Saved data entries –
───

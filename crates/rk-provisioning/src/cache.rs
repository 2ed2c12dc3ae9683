//! Account Listing Cache
//!
//! One cache slot holding the most recent account listing as a shared
//! future. Callers asking for the cached listing all await the same fetch
//! and receive the same `Arc`.
//!
//! The slot is not keyed by the filter: while `use_cache` is true, a call
//! returns whatever listing populated the slot, even if it was fetched with
//! a different `include_unverified`. There is no expiry; only a call with
//! `use_cache = false` or [`AccountCache::invalidate`] replaces it.

use futures::future::{BoxFuture, FutureExt, Shared};
use parking_lot::Mutex;
use std::sync::Arc;
use tracing::debug;

use crate::error::{Error, Result};
use crate::model::Account;
use crate::service::{AccountQuery, DataService};

/// A listing that can be awaited by any number of callers
pub type AccountListing = Shared<BoxFuture<'static, Result<Arc<Vec<Account>>>>>;

pub struct AccountCache {
    service: Arc<dyn DataService>,
    slot: Mutex<Option<AccountListing>>,
}

impl AccountCache {
    pub fn new(service: Arc<dyn DataService>) -> Self {
        Self {
            service,
            slot: Mutex::new(None),
        }
    }

    /// Return the cached listing, or start a fresh fetch and cache it when
    /// the slot is empty or `use_cache` is false.
    pub fn get(&self, use_cache: bool, include_unverified: bool) -> AccountListing {
        let mut slot = self.slot.lock();

        if use_cache {
            if let Some(listing) = slot.as_ref() {
                return listing.clone();
            }
        }

        debug!(include_unverified, "Fetching account listing");
        let listing = self.fetch(include_unverified);
        *slot = Some(listing.clone());
        listing
    }

    /// Accounts ascending by `memberIndex`; unverified accounts only when
    /// asked for.
    pub async fn list_accounts(
        &self,
        use_cache: bool,
        include_unverified: bool,
    ) -> Result<Arc<Vec<Account>>> {
        self.get(use_cache, include_unverified).await
    }

    /// Drop the cached listing
    pub fn invalidate(&self) {
        *self.slot.lock() = None;
    }

    pub fn is_populated(&self) -> bool {
        self.slot.lock().is_some()
    }

    fn fetch(&self, include_unverified: bool) -> AccountListing {
        let service = Arc::clone(&self.service);
        let query = AccountQuery {
            verified_only: !include_unverified,
        };

        async move {
            let accounts = service.query_accounts(&query).await?;
            Ok::<_, Error>(Arc::new(accounts))
        }
        .boxed()
        .shared()
    }
}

───

Required work – When you reach the line with "use parking_lot::Mutex;" in the records above, start writing out lines exactly, and stop once the line with "let service = Arc::clone(&self.service);" has been written; include nothing else.

Written reply –
use parking_lot::Mutex;
use std::sync::Arc;
use tracing::debug;

use crate::error::{Error, Result};
use crate::model::Account;
use crate::service::{AccountQuery, DataService};

/// A listing that can be awaited by any number of callers
pub type AccountListing = Shared<BoxFuture<'static, Result<Arc<Vec<Account>>>>>;

pub struct AccountCache {
    service: Arc<dyn DataService>,
    slot: Mutex<Option<AccountListing>>,
}

impl AccountCache {
    pub fn new(service: Arc<dyn DataService>) -> Self {
        Self {
            service,
            slot: Mutex::new(None),
        }
    }

    /// Return the cached listing, or start a fresh fetch and cache it when
    /// the slot is empty or `use_cache` is false.
    pub fn get(&self, use_cache: bool, include_unverified: bool) -> AccountListing {
        let mut slot = self.slot.lock();

        if use_cache {
            if let Some(listing) = slot.as_ref() {
                return listing.clone();
            }
        }

        debug!(include_unverified, "Fetching account listing");
        let listing = self.fetch(include_unverified);
        *slot = Some(listing.clone());
        listing
    }

    /// Accounts ascending by `memberIndex`; unverified accounts only when
    /// asked for.
    pub async fn list_accounts(
        &self,
        use_cache: bool,
        include_unverified: bool,
    ) -> Result<Arc<Vec<Account>>> {
        self.get(use_cache, include_unverified).await
    }

    /// Drop the cached listing
    pub fn invalidate(&self) {
        *self.slot.lock() = None;
    }

    pub fn is_populated(&self) -> bool {
        self.slot.lock().is_some()
    }

    fn fetch(&self, include_unverified: bool) -> AccountListing {
        let service = Arc::clone(&self.service);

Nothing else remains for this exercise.